§ **How to complete this task**
Print the first line of the material below and each line after it, exactly as written, ending with the line that contains "term folds into".

§ **Excerpted data**
//! Shrinkage-regularized Conjugate Gradient.
//!
//! Solves `A_eff · x = b` where `A_eff = (1-ρ)·A + ρ·D·I` when shrinkage
//! parameters are supplied, and `A_eff = A` otherwise. `A` is accessed only
//! through one matrix-vector product per iteration; the identity term folds into
//! the same product, so shrinkage costs nothing extra per iteration.
//!
//! The stopping test is the absolute squared-residual cutoff `r·r < tol`, checked
//! after each update. When the iteration budget runs out first, the current
//! iterate is returned with `converged == false` in the stats; there is no
//! convergence exception, and the caller judges quality from context.
//!
//! Degeneracy behavior: a zero `p·A_eff·p` inner product produces inf/nan in the
//! iterate (this includes the all-zero right-hand side, which callers are expected
//! to special-case upstream). The opt-in strict mode turns those conditions into
//! [`KurvError::DegenerateOperator`] instead.

use crate::core::traits::{Indexing, InnerProduct, Operator};
use crate::error::KurvError;
use crate::shrinkage::ShrinkageParams;
use crate::solver::LinearSolver;
use crate::utils::convergence::{Convergence, SolveStats};

#[derive(Debug)]
pub struct ShrunkCgSolver<T> {
    pub conv: Convergence<T>,
    pub shrinkage: Option<ShrinkageParams<T>>,
    pub strict: bool,
}

impl<T: Copy + num_traits::Float> ShrunkCgSolver<T> {
    pub fn new(residual_tol: T, cg_iters: usize) -> Self {
        Self {
            conv: Convergence { tol: residual_tol, max_iters: cg_iters },
            shrinkage: None,
            strict: false,
        }
    }

    /// Blend the operator with `rho · diag_shrunk · I` during the solve.
    pub fn with_shrinkage(mut self, params: ShrinkageParams<T>) -> Self {
        self.shrinkage = Some(params);
        self
    }

    /// Fail fast on numerical degeneracy instead of letting inf/nan propagate.
    pub fn with_strict(mut self, strict: bool) -> Self {
        self.strict = strict;
        self
    }
}

impl<T: Copy + num_traits::Float + From<f64>> ShrunkCgSolver<T> {
    /// Build a solver from [`crate::config::CgOptions`], validating the
    /// both-or-neither shrinkage pairing contract.
    pub fn from_options(opts: &crate::config::CgOptions) -> Result<Self, KurvError> {
        let shrinkage = opts.shrinkage()?;
        Ok(Self {
            conv: Convergence {
                tol: <T as From<f64>>::from(opts.residual_tol),
                max_iters: opts.cg_iters,
            },
            shrinkage: shrinkage.map(|s| ShrinkageParams {
                rho: <T as From<f64>>::from(s.rho),
                diag_shrunk: <T as From<f64>>::from(s.diag_shrunk),
            }),
            strict: opts.strict,
        })
    }
}

impl<M, V, T> LinearSolver<M, V> for ShrunkCgSolver<T>
where
    M: Operator<V> + Indexing,
    (): InnerProduct<V, Scalar = T>,
    V: AsMut<[T]> + AsRef<[T]> + From<Vec<T>> + Clone,
    T: num_traits::Float + Clone + From<f64>,
{
    type Error = KurvError;
    type Scalar = T;

    /// Solve `A_eff · x = b` from a zero initial iterate.
    ///
    /// `x` is a pure output: its initial contents are ignored and the iteration
    /// starts from zero. With `cg_iters == 0` the zero vector comes back unchanged.
    fn solve(&mut self, a: &M, b: &V, x: &mut V) -> Result<SolveStats<T>, KurvError> {
        let n = b.as_ref().len();
        if a.nrows() != n {
            return Err(KurvError::InvalidDimension { operator: a.nrows(), vector: n });
        }
        if x.as_ref().len() != n {
            return Err(KurvError::InvalidDimension { operator: a.nrows(), vector: x.as_ref().len() });
        }

        let ip = ();
        let mut x_vec = vec![T::zero(); n];
        let mut r = V::from(b.as_ref().to_vec());
        let mut p = r.clone();
        let mut rdotr = ip.dot(&r, &r);

        if self.strict && rdotr == T::zero() {
            return Err(KurvError::DegenerateOperator("zero right-hand side"));
        }

        let mut stats = SolveStats { iterations: 0, final_residual: rdotr, converged: false };

        for i in 1..=self.conv.max_iters {
            let mut z = V::from(vec![T::zero(); n]);
            a.mvp(&p, &mut z);
            if let Some(sh) = self.shrinkage {
                let blend = T::one() - sh.rho;
                for (zj, &pj) in z.as_mut().iter_mut().zip(p.as_ref()) {
                    *zj = blend * *zj + sh.rho * pj * sh.diag_shrunk;
                }
            }

            let pz = ip.dot(&p, &z);
            if self.strict && pz == T::zero() {
                return Err(KurvError::DegenerateOperator("search direction annihilated (p·Ap = 0)"));
            }
            let step = rdotr / pz;
            for (xj, &pj) in x_vec.iter_mut().zip(p.as_ref()) {
                *xj = *xj + step * pj;
            }
            for (rj, &zj) in r.as_mut().iter_mut().zip(z.as_ref()) {
                *rj = *rj - step * zj;
            }

            let rdotr_new = ip.dot(&r, &r);
            let mu = rdotr_new / rdotr;
            let p_old = p.clone();
            for ((pj, &rj), &old_pj) in p.as_mut().iter_mut().zip(r.as_ref()).zip(p_old.as_ref()) {
                *pj = rj + mu * old_pj;
            }
            rdotr = rdotr_new;

            let (stop, s) = self.conv.check(rdotr, i);
            stats = s;
            if stop {
                break;
            }
        }

        *x = V::from(x_vec);
        Ok(stats)
    }
}

#[cfg(test)]
mod tests {
    use super::*;

    // Simple dense matrix type for testing
    #[derive(Clone)]
    struct DenseMat {
        data: Vec<Vec<f64>>,
    }
    impl Operator<Vec<f64>> for DenseMat {
        fn mvp(&self, x: &Vec<f64>, y: &mut Vec<f64>) {
            for (i, row) in self.data.iter().enumerate() {
                y[i] = row.iter().zip(x.iter()).map(|(a, b)| a * b).sum();
            }
        }
    }
    impl Indexing for DenseMat {
        fn nrows(&self) -> usize {
            self.data.len()
        }
    }

    #[test]
    fn cg_solves_simple_spd() {
        // SPD system: [[4,1],[1,3]] x = [1,2]
        let a = DenseMat { data: vec![vec![4.0, 1.0], vec![1.0, 3.0]] };
        let b = vec![1.0, 2.0];
        let mut x = vec![0.0, 0.0];
        let mut solver = ShrunkCgSolver::new(1e-10, 20);
        let stats = solver.solve(&a, &b, &mut x).unwrap();
        let expected = vec![0.09090909090909091, 0.6363636363636364];
        for (xi, ei) in x.iter().zip(expected.iter()) {
            assert!((xi - ei).abs() < 1e-8, "xi = {}, expected = {}", xi, ei);
        }
        assert!(stats.converged, "CG did not converge");
    }

    #[test]
    fn cg_solves_spd() {
        // A = [[4,1,0],[1,3,1],[0,1,2]], b = A * [1,2,3]
        let a = DenseMat {
            data: vec![
                vec![4.0, 1.0, 0.0],
                vec![1.0, 3.0, 1.0],
                vec![0.0, 1.0, 2.0],
            ],
        };
        let x_true = vec![1.0, 2.0, 3.0];
        let b = {
            let mut b = vec![0.0; 3];
            a.mvp(&x_true, &mut b);
            b
        };
        let mut x = vec![0.0; 3];
        let mut solver = ShrunkCgSolver::new(1e-20, 100);
        let stats = solver.solve(&a, &b, &mut x).unwrap();
        let mut r_final = vec![0.0; 3];
        a.mvp(&x, &mut r_final);
        for i in 0..3 {
            r_final[i] = b[i] - r_final[i];
        }
        let res_norm = r_final.iter().map(|&ri| ri * ri).sum::<f64>().sqrt();
        assert!(res_norm <= 1e-8, "final residual = {:.6}", res_norm);
        assert!(stats.converged, "CG did not converge");
    }

    #[test]
    fn zero_iteration_budget_returns_zero_vector() {
        let a = DenseMat { data: vec![vec![2.0, 0.0], vec![0.0, 2.0]] };
        let b = vec![1.0, -1.0];
        let mut x = vec![9.0, 9.0];
        let mut solver = ShrunkCgSolver::new(1e-10, 0);
        let stats = solver.solve(&a, &b, &mut x).unwrap();
        assert_eq!(x, vec![0.0, 0.0]);
        assert_eq!(stats.iterations, 0);
        assert!(!stats.converged);
    }

    #[test]
    fn initial_x_contents_are_ignored() {
        let a = DenseMat { data: vec![vec![4.0, 1.0], vec![1.0, 3.0]] };
        let b = vec![1.0, 2.0];
        let mut x_from_zero = vec![0.0, 0.0];
        let mut x_from_junk = vec![1e6, -4.2];
        let mut solver = ShrunkCgSolver::new(1e-10, 20);
        solver.solve(&a, &b, &mut x_from_zero).unwrap();
        solver.solve(&a, &b, &mut x_from_junk).unwrap();
        assert_eq!(x_from_zero, x_from_junk);
    }

    #[test]
    fn dimension_mismatch_fails_fast() {
        let a = DenseMat { data: vec![vec![1.0, 0.0], vec![0.0, 1.0]] };
        let b = vec![1.0, 2.0, 3.0];
        let mut x = vec![0.0; 3];
        let mut solver = ShrunkCgSolver::new(1e-10, 10);
        let err = solver.solve(&a, &b, &mut x).unwrap_err();
        assert!(matches!(err, KurvError::InvalidDimension { operator: 2, vector: 3 }));
    }

    #[test]
    fn strict_mode_rejects_zero_rhs() {
        let a = DenseMat { data: vec![vec![1.0, 0.0], vec![0.0, 1.0]] };
        let b = vec![0.0, 0.0];
        let mut x = vec![0.0, 0.0];
        let mut solver = ShrunkCgSolver::new(1e-10, 10).with_strict(true);
        let err = solver.solve(&a, &b, &mut x).unwrap_err();
        assert!(matches!(err, KurvError::DegenerateOperator(_)));
    }

    #[test]
    fn default_mode_propagates_nan_on_zero_rhs() {
        // Documented contract: rdotr = 0 at entry still runs an iteration and the
        // 0/0 step poisons the iterate. The caller special-cases zero b upstream.
        let a = DenseMat { data: vec![vec![1.0, 0.0], vec![0.0, 1.0]] };
        let b = vec![0.0, 0.0];
        let mut x = vec![0.0, 0.0];
        let mut solver = ShrunkCgSolver::new(1e-10, 10);
        solver.solve(&a, &b, &mut x).unwrap();
        assert!(x.iter().all(|xi| xi.is_nan()));
    }
}
//! Convergence tracking & tolerance checks for iterative solvers.

/// Stopping criteria & stats.
///
/// The tolerance is an ABSOLUTE bound on the squared residual norm `r·r`, not a
/// relative bound on `‖r‖/‖r₀‖`. Second-order optimizers run the solve with a fixed
/// small budget and an absolute squared-norm cutoff, and the stats below report in
/// the same units.
#[derive(Debug)]
pub struct Convergence<T> {
    pub tol: T,
    pub max_iters: usize,
}

#[derive(Clone, Debug)]
pub struct SolveStats<T> {
    pub iterations: usize,
    /// Squared residual norm `r·r` at exit.
    pub final_residual: T,
    pub converged: bool,
}

impl<T: Copy + num_traits::Float> Convergence<T> {
    /// Returns (should_stop, stats) given the current squared residual `rdotr` and iteration `i`.
    pub fn check(&self, rdotr: T, i: usize) -> (bool, SolveStats<T>) {
        let converged = rdotr < self.tol;
        (
            converged || i >= self.max_iters,
            SolveStats {
                iterations: i,
                final_residual: rdotr,
                converged,
            },
        )
    }
}

#[cfg(test)]
mod tests {
    use super::*;

    #[test]
    fn absolute_squared_norm_test() {
        let conv = Convergence { tol: 1e-10, max_iters: 5 };
        let (stop, stats) = conv.check(1e-11, 1);
        assert!(stop && stats.converged);
        let (stop, stats) = conv.check(1e-3, 1);
        assert!(!stop && !stats.converged);
        // Iteration cap stops the loop without claiming convergence.
        let (stop, stats) = conv.check(1e-3, 5);
        assert!(stop && !stats.converged);
    }
}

§ **The completed task**
//! Shrinkage-regularized Conjugate Gradient.
//!
//! Solves `A_eff · x = b` where `A_eff = (1-ρ)·A + ρ·D·I` when shrinkage
//! parameters are supplied, and `A_eff = A` otherwise. `A` is accessed only
//! through one matrix-vector product per iteration; the identity term folds into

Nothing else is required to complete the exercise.